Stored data
Start of Block
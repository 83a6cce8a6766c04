//! Interface to a single Electrum client connection.
//!
//! The JSON-RPC framing lives outside this crate; the pool only consumes a
//! client's events and delegates subscriptions and requests to it. Clients
//! are produced by an injected [`ElectrumClientFactory`] so tests can
//! script connection behavior.

use std::fmt;
use std::sync::Arc;

use async_trait::async_trait;
use tokio::sync::mpsc::UnboundedSender;

use crate::error::ElectrumResult;
use crate::types::{BlockHeader, Satoshi, ScriptHash};

use super::servers::ServerAddress;

/// Identifier of one supervised client connection.
#[derive(Debug, Clone, Copy, PartialEq, Eq, PartialOrd, Ord, Hash)]
pub struct ClientId(pub u64);

impl fmt::Display for ClientId {
    fn fmt(&self, f: &mut fmt::Formatter<'_>) -> fmt::Result {
        write!(f, "electrum_{}", self.0)
    }
}

/// Chain-tip notification from a header subscription.
#[derive(Debug, Clone, Copy, PartialEq, Eq)]
pub struct HeaderNotification {
    pub height: u32,
    pub header: BlockHeader,
}

/// Status notification for a subscribed script hash.
#[derive(Debug, Clone, PartialEq, Eq)]
pub struct ScriptHashNotification {
    pub script_hash: ScriptHash,
    /// Electrum status hash of the script's history, None when unused.
    pub status: Option<String>,
}

/// Events a supervised client reports to its pool.
#[derive(Debug, Clone)]
pub enum ClientEvent {
    /// Connection and protocol negotiation completed; the server's current
    /// chain tip is known.
    Ready { source: ClientId, height: u32, tip: BlockHeader },
    /// The server announced a new chain tip.
    HeaderSubscription { source: ClientId, height: u32, tip: BlockHeader },
    /// The connection failed or was closed.
    Disconnected { source: ClientId },
}

/// Requests the pool delegates to its master client.
#[derive(Debug, Clone, PartialEq, Eq)]
pub enum ElectrumRequest {
    BroadcastTransaction { raw_tx: Vec<u8> },
    GetScriptHashHistory { script_hash: ScriptHash },
    GetHeader { height: u32 },
    EstimateFee { block_target: u32 },
}

/// Responses to [`ElectrumRequest`]s.
#[derive(Debug, Clone, PartialEq, Eq)]
pub enum ElectrumResponse {
    Broadcasted { txid: String },
    ScriptHashHistory { txids: Vec<String> },
    Header { height: u32, header: BlockHeader },
    FeeEstimate { fee_per_kb: Satoshi },
}

/// A connected Electrum client.
#[async_trait]
pub trait ElectrumClient: Send + Sync {
    /// Subscribe the given listener to the server's chain-tip announcements.
    fn subscribe_headers(&self, listener: UnboundedSender<HeaderNotification>);

    /// Subscribe the given listener to status changes of a script hash.
    fn subscribe_script_hash(
        &self,
        script_hash: ScriptHash,
        listener: UnboundedSender<ScriptHashNotification>,
    );

    /// Issue a request on this connection.
    async fn request(&self, request: ElectrumRequest) -> ElectrumResult<ElectrumResponse>;
}

/// Produces client connections for the pool.
///
/// Implementations deliver the connection's [`ClientEvent`]s on the channel
/// handed in here, tagged with the given id. A returned error is treated by
/// the pool the same way as an immediate disconnect.
#[async_trait]
pub trait ElectrumClientFactory: Send + Sync {
    async fn connect(
        &self,
        id: ClientId,
        address: &ServerAddress,
        events: UnboundedSender<ClientEvent>,
    ) -> ElectrumResult<Arc<dyn ElectrumClient>>;
}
End of Block
PROBLEM TO SOLVE: I'd like the records returned exactly as they were written, please.

ANSWER BOX:
repository 83a6cce8a6766c04
//! Interface to a single Electrum client connection.
//!
//! The JSON-RPC framing lives outside this crate; the pool only consumes a
//! client's events and delegates subscriptions and requests to it. Clients
//! are produced by an injected [`ElectrumClientFactory`] so tests can
//! script connection behavior.

use std::fmt;
use std::sync::Arc;

use async_trait::async_trait;
use tokio::sync::mpsc::UnboundedSender;

use crate::error::ElectrumResult;
use crate::types::{BlockHeader, Satoshi, ScriptHash};

use super::servers::ServerAddress;

/// Identifier of one supervised client connection.
#[derive(Debug, Clone, Copy, PartialEq, Eq, PartialOrd, Ord, Hash)]
pub struct ClientId(pub u64);

impl fmt::Display for ClientId {
    fn fmt(&self, f: &mut fmt::Formatter<'_>) -> fmt::Result {
        write!(f, "electrum_{}", self.0)
    }
}

/// Chain-tip notification from a header subscription.
#[derive(Debug, Clone, Copy, PartialEq, Eq)]
pub struct HeaderNotification {
    pub height: u32,
    pub header: BlockHeader,
}

/// Status notification for a subscribed script hash.
#[derive(Debug, Clone, PartialEq, Eq)]
pub struct ScriptHashNotification {
    pub script_hash: ScriptHash,
    /// Electrum status hash of the script's history, None when unused.
    pub status: Option<String>,
}

/// Events a supervised client reports to its pool.
#[derive(Debug, Clone)]
pub enum ClientEvent {
    /// Connection and protocol negotiation completed; the server's current
    /// chain tip is known.
    Ready { source: ClientId, height: u32, tip: BlockHeader },
    /// The server announced a new chain tip.
    HeaderSubscription { source: ClientId, height: u32, tip: BlockHeader },
    /// The connection failed or was closed.
    Disconnected { source: ClientId },
}

/// Requests the pool delegates to its master client.
#[derive(Debug, Clone, PartialEq, Eq)]
pub enum ElectrumRequest {
    BroadcastTransaction { raw_tx: Vec<u8> },
    GetScriptHashHistory { script_hash: ScriptHash },
    GetHeader { height: u32 },
    EstimateFee { block_target: u32 },
}

/// Responses to [`ElectrumRequest`]s.
#[derive(Debug, Clone, PartialEq, Eq)]
pub enum ElectrumResponse {
    Broadcasted { txid: String },
    ScriptHashHistory { txids: Vec<String> },
    Header { height: u32, header: BlockHeader },
    FeeEstimate { fee_per_kb: Satoshi },
}

/// A connected Electrum client.
#[async_trait]
pub trait ElectrumClient: Send + Sync {
    /// Subscribe the given listener to the server's chain-tip announcements.
    fn subscribe_headers(&self, listener: UnboundedSender<HeaderNotification>);

    /// Subscribe the given listener to status changes of a script hash.
    fn subscribe_script_hash(
        &self,
        script_hash: ScriptHash,
        listener: UnboundedSender<ScriptHashNotification>,
    );

    /// Issue a request on this connection.
    async fn request(&self, request: ElectrumRequest) -> ElectrumResult<ElectrumResponse>;
}

/// Produces client connections for the pool.
///
/// Implementations deliver the connection's [`ClientEvent`]s on the channel
/// handed in here, tagged with the given id. A returned error is treated by
/// the pool the same way as an immediate disconnect.
#[async_trait]
pub trait ElectrumClientFactory: Send + Sync {
    async fn connect(
        &self,
        id: ClientId,
        address: &ServerAddress,
        events: UnboundedSender<ClientEvent>,
    ) -> ElectrumResult<Arc<dyn ElectrumClient>>;
}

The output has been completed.